Task to carry out
Would you give the data below back exactly as it reads?

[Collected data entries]
= = =
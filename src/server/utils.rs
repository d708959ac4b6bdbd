//! HTTP server utility methods

use crate::server::server::HttpServer;
use crate::utils::error::GatewayError;

impl HttpServer {
    /// Turn a bind failure into an actionable message
    pub(crate) fn format_bind_error(
        error: std::io::Error,
        bind_addr: &str,
        port: u16,
    ) -> GatewayError {
        let error_str = error.to_string();

        if error.kind() == std::io::ErrorKind::AddrInUse
            || error_str.contains("os error 48")
            || error_str.contains("os error 98")
        {
            GatewayError::server(format!(
                "Port {} is already in use; stop the other process or pick another port \
                 (--port {} or VENOM_PORT={})",
                port,
                port.saturating_add(1),
                port.saturating_add(1)
            ))
        } else if error.kind() == std::io::ErrorKind::PermissionDenied
            || error_str.contains("os error 13")
        {
            GatewayError::server(format!(
                "Permission denied for port {}; use a port >= 1024 (--port 8000 or VENOM_PORT=8000)",
                port
            ))
        } else {
            GatewayError::server(format!("Failed to bind to {}: {}", bind_addr, error))
        }
    }
}

#[cfg(test)]
mod tests {
    use super::*;
    use std::io::{Error, ErrorKind};

    #[test]
    fn test_format_bind_error_address_in_use() {
        let error = Error::new(ErrorKind::AddrInUse, "Address already in use");
        let result = HttpServer::format_bind_error(error, "0.0.0.0:8000", 8000);

        let error_msg = result.to_string();
        assert!(error_msg.contains("8000"));
        assert!(error_msg.contains("already in use"));
        assert!(error_msg.contains("VENOM_PORT=8001"));
    }

    #[test]
    fn test_format_bind_error_os_error_98() {
        let error = Error::other("os error 98");
        let result = HttpServer::format_bind_error(error, "127.0.0.1:9000", 9000);
        assert!(result.to_string().contains("already in use"));
    }

    #[test]
    fn test_format_bind_error_permission_denied() {
        let error = Error::new(ErrorKind::PermissionDenied, "Permission denied");
        let result = HttpServer::format_bind_error(error, "0.0.0.0:80", 80);

        let error_msg = result.to_string();
        assert!(error_msg.contains("Permission denied for port 80"));
        assert!(error_msg.contains("1024"));
    }

    #[test]
    fn test_format_bind_error_generic() {
        let error = Error::other("Network unreachable");
        let result = HttpServer::format_bind_error(error, "192.168.1.1:8080", 8080);

        let error_msg = result.to_string();
        assert!(error_msg.contains("Failed to bind"));
        assert!(error_msg.contains("192.168.1.1:8080"));
        assert!(error_msg.contains("Network unreachable"));
    }
}
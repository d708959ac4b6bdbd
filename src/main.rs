//! Venom traffic control service
//!
//! Serves the traffic-control status, metrics and governance endpoints.

#![allow(missing_docs)]

use clap::Parser;
use std::path::{Path, PathBuf};
use std::process::ExitCode;
use tracing::{error, info};
use venom_traffic::utils::logging::{DEFAULT_LOG_FILTER, init_tracing};
use venom_traffic::{Config, Result, server};

/// Configuration file used when `--config` is not given and the file exists
const DEFAULT_CONFIG_PATH: &str = "config/venom.yaml";

#[derive(Parser)]
#[command(name = "venom-traffic", version, about = "API traffic control service")]
struct Cli {
    /// Path to YAML config file
    #[arg(short, long, env = "VENOM_CONFIG")]
    config: Option<PathBuf>,

    /// Bind host (overrides config and VENOM_HOST)
    #[arg(long)]
    host: Option<String>,

    /// Port to listen on (overrides config and VENOM_PORT)
    #[arg(short, long)]
    port: Option<u16>,

    /// Emit JSON formatted logs
    #[arg(long)]
    json_logs: bool,

    /// Validate the configuration, print it and exit
    #[arg(long)]
    check: bool,
}

#[tokio::main]
async fn main() -> ExitCode {
    // A missing .env file is fine.
    let _ = dotenvy::dotenv();
    let cli = Cli::parse();

    let config = load_config(&cli).await;
    let json_logs = cli.json_logs || config.as_ref().is_ok_and(|c| c.server.json_logs);
    init_tracing(json_logs, DEFAULT_LOG_FILTER);

    let config = match config {
        Ok(config) => config,
        Err(e) => {
            error!("Failed to load configuration: {}", e);
            eprintln!("Error: {}", e);
            return ExitCode::FAILURE;
        }
    };

    if cli.check {
        return match config.to_yaml() {
            Ok(yaml) => {
                println!("{}", yaml);
                ExitCode::SUCCESS
            }
            Err(e) => {
                eprintln!("Error: {}", e);
                ExitCode::FAILURE
            }
        };
    }

    info!(
        "Configuration loaded: outbound default {}/{}s, inbound default {}/{}s",
        config.traffic_control.outbound.default.capacity,
        config.traffic_control.outbound.default.refill_per_sec,
        config.traffic_control.inbound.default.capacity,
        config.traffic_control.inbound.default.refill_per_sec,
    );

    match server::run_server(config).await {
        Ok(()) => ExitCode::SUCCESS,
        Err(e) => {
            // Display keeps multi-line bind errors readable
            eprintln!("Error: {}", e);
            ExitCode::FAILURE
        }
    }
}

/// File (explicit or default) plus environment, then CLI overrides, then validation
async fn load_config(cli: &Cli) -> Result<Config> {
    let mut config = match &cli.config {
        Some(path) => Config::from_file(path).await?,
        None if Path::new(DEFAULT_CONFIG_PATH).exists() => {
            Config::from_file(DEFAULT_CONFIG_PATH).await?
        }
        None => Config::from_env()?,
    };

    if let Some(host) = &cli.host {
        config.server.host = host.clone();
    }
    if let Some(port) = cli.port {
        config.server.port = port;
    }
    config.validate()?;
    Ok(config)
}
= = =
Solved exercise
filename src/server/utils.rs
repository d708959ac4b6bdbd
//! HTTP server utility methods

use crate::server::server::HttpServer;
use crate::utils::error::GatewayError;

impl HttpServer {
    /// Turn a bind failure into an actionable message
    pub(crate) fn format_bind_error(
        error: std::io::Error,
        bind_addr: &str,
        port: u16,
    ) -> GatewayError {
        let error_str = error.to_string();

        if error.kind() == std::io::ErrorKind::AddrInUse
            || error_str.contains("os error 48")
            || error_str.contains("os error 98")
        {
            GatewayError::server(format!(
                "Port {} is already in use; stop the other process or pick another port \
                 (--port {} or VENOM_PORT={})",
                port,
                port.saturating_add(1),
                port.saturating_add(1)
            ))
        } else if error.kind() == std::io::ErrorKind::PermissionDenied
            || error_str.contains("os error 13")
        {
            GatewayError::server(format!(
                "Permission denied for port {}; use a port >= 1024 (--port 8000 or VENOM_PORT=8000)",
                port
            ))
        } else {
            GatewayError::server(format!("Failed to bind to {}: {}", bind_addr, error))
        }
    }
}

#[cfg(test)]
mod tests {
    use super::*;
    use std::io::{Error, ErrorKind};

    #[test]
    fn test_format_bind_error_address_in_use() {
        let error = Error::new(ErrorKind::AddrInUse, "Address already in use");
        let result = HttpServer::format_bind_error(error, "0.0.0.0:8000", 8000);

        let error_msg = result.to_string();
        assert!(error_msg.contains("8000"));
        assert!(error_msg.contains("already in use"));
        assert!(error_msg.contains("VENOM_PORT=8001"));
    }

    #[test]
    fn test_format_bind_error_os_error_98() {
        let error = Error::other("os error 98");
        let result = HttpServer::format_bind_error(error, "127.0.0.1:9000", 9000);
        assert!(result.to_string().contains("already in use"));
    }

    #[test]
    fn test_format_bind_error_permission_denied() {
        let error = Error::new(ErrorKind::PermissionDenied, "Permission denied");
        let result = HttpServer::format_bind_error(error, "0.0.0.0:80", 80);

        let error_msg = result.to_string();
        assert!(error_msg.contains("Permission denied for port 80"));
        assert!(error_msg.contains("1024"));
    }

    #[test]
    fn test_format_bind_error_generic() {
        let error = Error::other("Network unreachable");
        let result = HttpServer::format_bind_error(error, "192.168.1.1:8080", 8080);

        let error_msg = result.to_string();
        assert!(error_msg.contains("Failed to bind"));
        assert!(error_msg.contains("192.168.1.1:8080"));
        assert!(error_msg.contains("Network unreachable"));
    }
}
repository d708959ac4b6bdbd
filename src/main.rs
//! Venom traffic control service
//!
//! Serves the traffic-control status, metrics and governance endpoints.

#![allow(missing_docs)]

use clap::Parser;
use std::path::{Path, PathBuf};
use std::process::ExitCode;
use tracing::{error, info};
use venom_traffic::utils::logging::{DEFAULT_LOG_FILTER, init_tracing};
use venom_traffic::{Config, Result, server};

/// Configuration file used when `--config` is not given and the file exists
const DEFAULT_CONFIG_PATH: &str = "config/venom.yaml";

#[derive(Parser)]
#[command(name = "venom-traffic", version, about = "API traffic control service")]
struct Cli {
    /// Path to YAML config file
    #[arg(short, long, env = "VENOM_CONFIG")]
    config: Option<PathBuf>,

    /// Bind host (overrides config and VENOM_HOST)
    #[arg(long)]
    host: Option<String>,

    /// Port to listen on (overrides config and VENOM_PORT)
    #[arg(short, long)]
    port: Option<u16>,

    /// Emit JSON formatted logs
    #[arg(long)]
    json_logs: bool,

    /// Validate the configuration, print it and exit
    #[arg(long)]
    check: bool,
}

#[tokio::main]
async fn main() -> ExitCode {
    // A missing .env file is fine.
    let _ = dotenvy::dotenv();
    let cli = Cli::parse();

    let config = load_config(&cli).await;
    let json_logs = cli.json_logs || config.as_ref().is_ok_and(|c| c.server.json_logs);
    init_tracing(json_logs, DEFAULT_LOG_FILTER);

    let config = match config {
        Ok(config) => config,
        Err(e) => {
            error!("Failed to load configuration: {}", e);
            eprintln!("Error: {}", e);
            return ExitCode::FAILURE;
        }
    };

    if cli.check {
        return match config.to_yaml() {
            Ok(yaml) => {
                println!("{}", yaml);
                ExitCode::SUCCESS
            }
            Err(e) => {
                eprintln!("Error: {}", e);
                ExitCode::FAILURE
            }
        };
    }

    info!(
        "Configuration loaded: outbound default {}/{}s, inbound default {}/{}s",
        config.traffic_control.outbound.default.capacity,
        config.traffic_control.outbound.default.refill_per_sec,
        config.traffic_control.inbound.default.capacity,
        config.traffic_control.inbound.default.refill_per_sec,
    );

    match server::run_server(config).await {
        Ok(()) => ExitCode::SUCCESS,
        Err(e) => {
            // Display keeps multi-line bind errors readable
            eprintln!("Error: {}", e);
            ExitCode::FAILURE
        }
    }
}

/// File (explicit or default) plus environment, then CLI overrides, then validation
async fn load_config(cli: &Cli) -> Result<Config> {
    let mut config = match &cli.config {
        Some(path) => Config::from_file(path).await?,
        None if Path::new(DEFAULT_CONFIG_PATH).exists() => {
            Config::from_file(DEFAULT_CONFIG_PATH).await?
        }
        None => Config::from_env()?,
    };

    if let Some(host) = &cli.host {
        config.server.host = host.clone();
    }
    if let Some(port) = cli.port {
        config.server.port = port;
    }
    config.validate()?;
    Ok(config)
}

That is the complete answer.